# Costs for whaling/fishing/shipping vessels



## linusblomqvist (Apr 17, 2017)

Hi - I'm Linus and I'm a graduate student at Yale doing my research on 20th-century whaling. As part of this, I'm looking into whaling ships and in particular, their costs. I only have scattered data on actual whaling ships. Does anyone know if there exists some time series of costs (or a cost index) for ships used in fishing, shipping, or anything else that could serve as a proxy for the cost of whaling ships (floating factories)? Any advice would be much appreciated!


----------



## Michael Taylor (Aug 31, 2008)

I am a docent at the New Bedford Whaling Museum (Massachusetts)...probably the finest one of its kind. Most of our exhibits and collections are from 1800 to 1900 but we do have some later material. Since you are not to far away it may be worth a visit.


----------



## linusblomqvist (Apr 17, 2017)

Hi Michael - thanks for responding! I've been to the New Bedford Museum several times, in fact.
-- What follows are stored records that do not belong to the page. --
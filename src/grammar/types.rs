use serde::{Deserialize, Serialize};

/// English variant a grammar service is asked to check against.
#[derive(Debug, Clone, Copy, PartialEq, Eq, Hash, Serialize, Deserialize)]
pub enum Locale {
    #[serde(rename = "en-GB")]
    EnGb,
    #[serde(rename = "en-US")]
    EnUs,
}

impl Locale {
    /// Both locales in the order they are queried.
    pub const ALL: [Locale; 2] = [Locale::EnGb, Locale::EnUs];

    /// Language code understood by LanguageTool.
    pub fn code(&self) -> &'static str {
        match self {
            Locale::EnGb => "en-GB",
            Locale::EnUs => "en-US",
        }
    }
}

impl std::fmt::Display for Locale {
    fn fmt(&self, f: &mut std::fmt::Formatter<'_>) -> std::fmt::Result {
        f.write_str(self.code())
    }
}

/// Snippet of the checked text around a match.
#[derive(Debug, Clone, PartialEq, Eq, Default, Serialize, Deserialize)]
pub struct MatchContext {
    pub text: String,
    /// Start of the flagged span inside `text`, in characters (not UTF-16 units).
    pub offset: usize,
    pub length: usize,
}

/// One issue reported by a grammar service.
#[derive(Debug, Clone, PartialEq, Eq, Default, Serialize, Deserialize)]
pub struct GrammarMatch {
    pub message: String,
    /// Start of the flagged span in the full text, in characters (not UTF-16 units).
    pub offset: usize,
    pub length: usize,
    /// Suggested fixes, best first.
    pub replacements: Vec<String>,
    pub context: MatchContext,
}

impl GrammarMatch {
    /// The flagged text, cut out of the context snippet.
    pub fn flagged_span(&self) -> String {
        self.context
            .text
            .chars()
            .skip(self.context.offset)
            .take(self.length)
            .collect()
    }
}
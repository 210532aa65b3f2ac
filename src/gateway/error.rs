use axum::{
    Json,
    extract::rejection::JsonRejection,
    http::{HeaderMap, HeaderValue, StatusCode},
    response::{IntoResponse, Response},
};
use thiserror::Error;

use crate::analysis::AnalysisError;
use crate::constants::ESSAY_STATUS_HEADER;

#[derive(Debug, Error)]
pub enum GatewayError {
    #[error("invalid request: {0}")]
    InvalidRequest(String),

    #[error("analysis failed: {0}")]
    AnalysisFailed(#[from] AnalysisError),
}

impl From<JsonRejection> for GatewayError {
    fn from(rejection: JsonRejection) -> Self {
        GatewayError::InvalidRequest(rejection.body_text())
    }
}

#[derive(serde::Serialize)]
pub struct ErrorResponse {
    pub error: String,
    pub code: u16,
}

impl IntoResponse for GatewayError {
    fn into_response(self) -> Response {
        let (status, essay_status) = match &self {
            GatewayError::InvalidRequest(_) => (StatusCode::BAD_REQUEST, "invalid_request"),
            GatewayError::AnalysisFailed(_) => {
                (StatusCode::INTERNAL_SERVER_ERROR, "analysis_error")
            }
        };

        let mut headers = HeaderMap::new();
        headers.insert(ESSAY_STATUS_HEADER, HeaderValue::from_static(essay_status));

        let body = Json(ErrorResponse {
            error: self.to_string(),
            code: status.as_u16(),
        });

        (status, headers, body).into_response()
    }
}
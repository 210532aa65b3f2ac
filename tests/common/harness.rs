//! Test server harness.

use std::net::SocketAddr;
use std::sync::Arc;
use std::time::Duration;

use essay::analysis::EssayAnalyzer;
use essay::embedding::DocumentEmbedder;
use essay::gateway::{HandlerState, create_router_with_state};
use essay::grammar::LanguageToolClient;
use tokio::net::TcpListener;
use tokio::sync::oneshot;
use tokio::task::JoinHandle;

const STARTUP_WAIT_TIMEOUT_SECS: u64 = 5;
const STARTUP_POLL_INTERVAL_MS: u64 = 50;

/// Nothing listens on port 9 locally, so calls fail fast.
pub const UNREACHABLE_LANGUAGETOOL_URL: &str = "http://127.0.0.1:9";

#[derive(Debug, Clone)]
pub struct TestServerConfig {
    pub languagetool_url: String,
    pub grammar_timeout: Duration,
}

impl TestServerConfig {
    pub fn with_languagetool(url: impl Into<String>) -> Self {
        Self {
            languagetool_url: url.into(),
            grammar_timeout: Duration::from_secs(5),
        }
    }
}

impl Default for TestServerConfig {
    fn default() -> Self {
        Self::with_languagetool(UNREACHABLE_LANGUAGETOOL_URL)
    }
}

pub struct TestServer {
    pub addr: SocketAddr,
    _server_handle: JoinHandle<()>,
    shutdown_tx: Option<oneshot::Sender<()>>,
}

impl TestServer {
    pub fn url(&self) -> String {
        format!("http://{}", self.addr)
    }
}

impl Drop for TestServer {
    fn drop(&mut self) {
        if let Some(tx) = self.shutdown_tx.take() {
            let _ = tx.send(());
        }
    }
}

pub async fn wait_for_server_ready(
    addr: SocketAddr,
    timeout: Duration,
    interval: Duration,
) -> Result<(), ServerStartupError> {
    let start = std::time::Instant::now();

    loop {
        if start.elapsed() > timeout {
            return Err(ServerStartupError::Timeout);
        }

        match tokio::net::TcpStream::connect(addr).await {
            Ok(_) => return Ok(()),
            Err(_) => {
                tokio::time::sleep(interval).await;
            }
        }
    }
}

#[derive(Debug, thiserror::Error)]
pub enum ServerStartupError {
    #[error("Server failed to start within timeout")]
    Timeout,
    #[error("Failed to bind to address: {0}")]
    BindError(#[from] std::io::Error),
    #[error("Server startup failed: {0}")]
    StartupFailed(String),
}

/// Spawns the real router on an ephemeral port.
///
/// Grammar calls go over HTTP to `config.languagetool_url` (usually a
/// [`super::fake_languagetool::FakeLanguageTool`]); relevance uses the hashed
/// embedder.
pub async fn spawn_test_server(config: TestServerConfig) -> Result<TestServer, ServerStartupError> {
    let listener = TcpListener::bind(SocketAddr::from(([127, 0, 0, 1], 0))).await?;
    let local_addr = listener.local_addr()?;

    let grammar = LanguageToolClient::new(&config.languagetool_url, config.grammar_timeout)
        .map_err(|e| ServerStartupError::StartupFailed(e.to_string()))?;
    let analyzer = EssayAnalyzer::new(grammar, Arc::new(DocumentEmbedder::hashed()));
    let app = create_router_with_state(HandlerState::new(analyzer));

    let (shutdown_tx, shutdown_rx) = oneshot::channel();

    let server_handle = tokio::spawn(async move {
        let _ = axum::serve(listener, app)
            .with_graceful_shutdown(async {
                let _ = shutdown_rx.await;
            })
            .await;
    });

    wait_for_server_ready(
        local_addr,
        Duration::from_secs(STARTUP_WAIT_TIMEOUT_SECS),
        Duration::from_millis(STARTUP_POLL_INTERVAL_MS),
    )
    .await?;

    Ok(TestServer {
        addr: local_addr,
        _server_handle: server_handle,
        shutdown_tx: Some(shutdown_tx),
    })
}
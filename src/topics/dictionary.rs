use std::collections::{BTreeMap, BTreeSet, HashMap};

/// Sparse document vector: `(term id, count)` sorted by id.
pub type BagOfWords = Vec<(usize, u32)>;

/// Token <-> id mapping built from a corpus.
///
/// New tokens from each document get ids in sorted order, so for a single
/// document ids follow alphabetical order.
#[derive(Debug, Clone, Default)]
pub struct Dictionary {
    token2id: HashMap<String, usize>,
    id2token: Vec<String>,
}

impl Dictionary {
    pub fn new() -> Self {
        Self::default()
    }

    pub fn from_documents<S: AsRef<str>>(documents: &[Vec<S>]) -> Self {
        let mut dictionary = Self::new();
        for document in documents {
            dictionary.add_document(document);
        }
        dictionary
    }

    pub fn add_document<S: AsRef<str>>(&mut self, document: &[S]) {
        let unseen: BTreeSet<&str> = document
            .iter()
            .map(AsRef::as_ref)
            .filter(|token| !self.token2id.contains_key(*token))
            .collect();

        for token in unseen {
            self.token2id.insert(token.to_string(), self.id2token.len());
            self.id2token.push(token.to_string());
        }
    }

    /// Counts known tokens of `document`; unknown tokens are skipped.
    pub fn doc2bow<S: AsRef<str>>(&self, document: &[S]) -> BagOfWords {
        let mut counts: BTreeMap<usize, u32> = BTreeMap::new();
        for token in document {
            if let Some(&id) = self.token2id.get(token.as_ref()) {
                *counts.entry(id).or_default() += 1;
            }
        }
        counts.into_iter().collect()
    }

    pub fn id(&self, token: &str) -> Option<usize> {
        self.token2id.get(token).copied()
    }

    pub fn token(&self, id: usize) -> Option<&str> {
        self.id2token.get(id).map(String::as_str)
    }

    pub fn len(&self) -> usize {
        self.id2token.len()
    }

    pub fn is_empty(&self) -> bool {
        self.id2token.is_empty()
    }
}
I've gone through much of the 20th-century material in the research library, but if you know anything that might specifically address costs/ships, do let me know. Best /Linus


----------



## Wyatt (Apr 27, 2018)

Michael Taylor said:


> I am a docent at the New Bedford Whaling Museum (Massachusetts)...probably the finest one of its kind. Most of our exhibits and collections are from 1800 to 1900 but we do have some later material. Since you are not to far away it may be worth a visit.


I'd love to visit it.


----------



## Michael Taylor (Aug 31, 2008)

Wyatt said:


> I'd love to visit it.


My Volunteer Time is Friday afternoon and all day Saturday and you would be very welcome. It is an amazing place to visit.


----------